The Future of Yukon Fish Camps
Photo: Fraser Falls Fish Camp in early 90's, Peter Family
After heavy rainfall in July. This is when they taught us that salmon were on their way.
Fishing nets, food, tents, and tarps were prepared and worked on weeks in advance. Once the boat was loaded, we would jump in with lifejackets and find a comfortable place to sit near ihtsų and ìhtsí (grandmother and grandfather). The moment our uncle turned the boat engine on, we knew it was time to go to that special place. The ride itself took a couple hours. Our uncles navigated the waters with precision. Most of it was spent being covered by blankets ihtsų had placed over us to block the wind, although part of it was also spent stopping to have snacks. We looked forward to these breaks. She packed wagon wheels, cookies, pilot biscuits and dried moose meat. Cans of spam and rye bread were also packed to make sandwiches for our uncles. The small details we remember when recollecting our childhood memories. She would hand out the treats and watch as we skipped rocks and played along the shore. After continuing our journey, she would pull the blanket from over us, letting everyone know that we were close to our destination. We looked in excitement to see our fish camp approaching. We had arrived!
Everyone helped set up camp. Each person had a role, including the children. We helped collect branches to lay on the tent floor and were happy to pick wild onions that grew in abundance.
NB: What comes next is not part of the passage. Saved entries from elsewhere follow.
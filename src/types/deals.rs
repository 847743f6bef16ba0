#![allow(missing_docs)]
//! Block/bulk deal report types.

use serde::Deserialize;

/// Envelope returned by `GET /api/block-deal`.
#[derive(Debug, Clone, Deserialize)]
pub struct BlockDealsResponse {
    #[serde(default)]
    pub timestamp: Option<String>,
    #[serde(default)]
    pub data: Vec<serde_json::Value>,
}

/// Envelope returned by the historical deals endpoint
/// (`historicalOR/bulk-block-short-deals`).
#[derive(Debug, Clone, Deserialize)]
pub struct DealsArchiveResponse {
    #[serde(default)]
    pub data: Vec<BulkDealRow>,
}

/// One bulk-deal row. Field names follow the upstream `BD_` column scheme.
#[derive(Debug, Clone, Deserialize)]
pub struct BulkDealRow {
    #[serde(default, rename = "BD_DT_DATE")]
    pub date: Option<String>,
    #[serde(default, rename = "BD_SYMBOL")]
    pub symbol: Option<String>,
    #[serde(default, rename = "BD_SCRIP_NAME")]
    pub scrip_name: Option<String>,
    #[serde(default, rename = "BD_CLIENT_NAME")]
    pub client_name: Option<String>,
    /// `"BUY"` or `"SELL"`.
    #[serde(default, rename = "BD_BUY_SELL")]
    pub buy_sell: Option<String>,
    #[serde(default, rename = "BD_QTY_TRD")]
    pub quantity: Option<f64>,
    /// Weighted average trade price.
    #[serde(default, rename = "BD_TP_WATP")]
    pub price: Option<f64>,
    #[serde(default, rename = "BD_REMARKS")]
    pub remarks: Option<String>,
    #[serde(default, rename = "TIMESTAMP")]
    pub timestamp: Option<String>,
}
#![allow(missing_docs)]
//! Quote and equity meta-info types.

use serde::Deserialize;

/// Which quote endpoint to hit.
#[derive(Debug, Clone, Copy, PartialEq, Eq, Default)]
pub enum QuoteKind {
    #[default]
    Equity,
    Fno,
}

/// Optional quote section; only `trade_info` is accepted upstream.
#[derive(Debug, Clone, Copy, PartialEq, Eq)]
pub enum QuoteSection {
    TradeInfo,
}

impl QuoteSection {
    pub fn as_str(self) -> &'static str {
        match self {
            Self::TradeInfo => "trade_info",
        }
    }
}

/// Listing metadata for an equity symbol.
#[derive(Debug, Clone, Deserialize)]
#[serde(rename_all = "camelCase")]
pub struct EquityMetaInfo {
    pub symbol: String,
    #[serde(default)]
    pub company_name: Option<String>,
    #[serde(default)]
    pub isin: Option<String>,
    #[serde(default)]
    pub industry: Option<String>,
    #[serde(default)]
    pub listing_date: Option<String>,
    #[serde(default, rename = "isFNOSec")]
    pub is_fno_sec: bool,
    #[serde(default, rename = "isETFSec")]
    pub is_etf_sec: bool,
    #[serde(default)]
    pub is_suspended: bool,
    #[serde(default)]
    pub is_delisted: bool,
    #[serde(default)]
    pub active_series: Vec<String>,
}

// ---------------------------------------------------------------------------
// Equity quote (the fields stock_quote depends on; the full payload is
// available via NseClient::quote as raw JSON)
// ---------------------------------------------------------------------------

#[derive(Debug, Clone, Deserialize)]
#[serde(rename_all = "camelCase")]
pub struct EquityQuote {
    pub metadata: QuoteMetadata,
    pub price_info: PriceInfo,
}

#[derive(Debug, Clone, Deserialize)]
#[serde(rename_all = "camelCase")]
pub struct QuoteMetadata {
    #[serde(default)]
    pub symbol: Option<String>,
    pub last_update_time: String,
}

#[derive(Debug, Clone, Deserialize)]
#[serde(rename_all = "camelCase")]
pub struct PriceInfo {
    #[serde(default)]
    pub open: Option<f64>,
    /// Zero while the market is open; falls back to `last_price`.
    #[serde(default)]
    pub close: Option<f64>,
    #[serde(default)]
    pub last_price: Option<f64>,
    pub intra_day_high_low: HighLow,
}

#[derive(Debug, Clone, Deserialize)]
pub struct HighLow {
    #[serde(default)]
    pub min: Option<f64>,
    #[serde(default)]
    pub max: Option<f64>,
}

/// Trade-info section of the quote (volume data).
#[derive(Debug, Clone, Deserialize)]
#[serde(rename_all = "camelCase")]
pub struct QuoteTradeInfo {
    #[serde(rename = "securityWiseDP")]
    pub security_wise_dp: SecurityWiseDp,
}

#[derive(Debug, Clone, Deserialize)]
#[serde(rename_all = "camelCase")]
pub struct SecurityWiseDp {
    #[serde(default)]
    pub quantity_traded: Option<f64>,
    #[serde(default)]
    pub delivery_quantity: Option<f64>,
    #[serde(default)]
    pub delivery_to_traded_quantity: Option<f64>,
}

/// Formatted single-day OHLCV snapshot assembled from two quote calls.
#[derive(Debug, Clone, PartialEq)]
pub struct StockQuote {
    /// Last update time as reported by the exchange.
    pub date: String,
    pub open: f64,
    pub high: f64,
    pub low: f64,
    /// Official close, or last traded price while the session is open.
    pub close: f64,
    pub volume: f64,
}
The familiar smells connected to this place put our minds at ease. Our uncles would set the frames for canvas tents, while our aunties and grandmothers helped make them comfortable to sleep in. Cutting and drying racks for the salmon were set up in specific locations. From the moment we arrived at fish camp, traditional teachings and stories were being shared with us.
Photo: Fraser Falls Fish Camp Early 90's
During the day, traditional laws (Doòli) were taught to the children. Respect for the fish and animals, cleanliness, listening skills, and hands on teaching were a part of fish camp. We were taught to always be aware of our surroundings and what to do if bears entered camp. Techniques used when checking the net and cutting fish are skills they taught us. At night, everyone gathered around the campfire to listen to stories told by elders. Knowledge was being handed down to the next generations. These memories with our grandparents are cherished. Visiting fish camp provided much more than a supply of salmon. It served as a place to connect to the land and pass on cultural teachings and stories.
Photo: Today's Youth utilizing fish camps for smaller fish
Today, Yukon First Nations have voluntarily decreased or entirely banned salmon fishing due to the critically low numbers entering our rivers. Yukon River salmon spend time in the Pacific Ocean before returning to the Yukon to spawn. It is our hope that these restrictions allow as many salmon to spawn as possible. Not only are the number of salmon entering the Yukon decreasing, but the size of salmon is decreasing as well. The causes of this decline have been linked to climate change, pollution, commercial overfishing, hydroelectric dams, and more. Families are feeling the effects of this important food source missing from their lives. Freezers that were once filled have gone empty. The inability to pass on skills and knowledge during harvesting time is a sacrifice First Nations have made to help this dire situation.
July is named “Łyok det’aw ze” which translates to King Salmon (Red Fish) Month in Northern Tutchone
The future of fish camps for Indigenous people of the Yukon is now an issue that many people are aware of. Uncertainty on how many years this ban may last, could lead to generations of children missing out on important teachings that are connected to these places. As we adapt to these changes, fish camps and their functions need to be adapted and reimagined as well.
The future of Yukon fish camps may look different, but continued visits help our culture and traditions live on.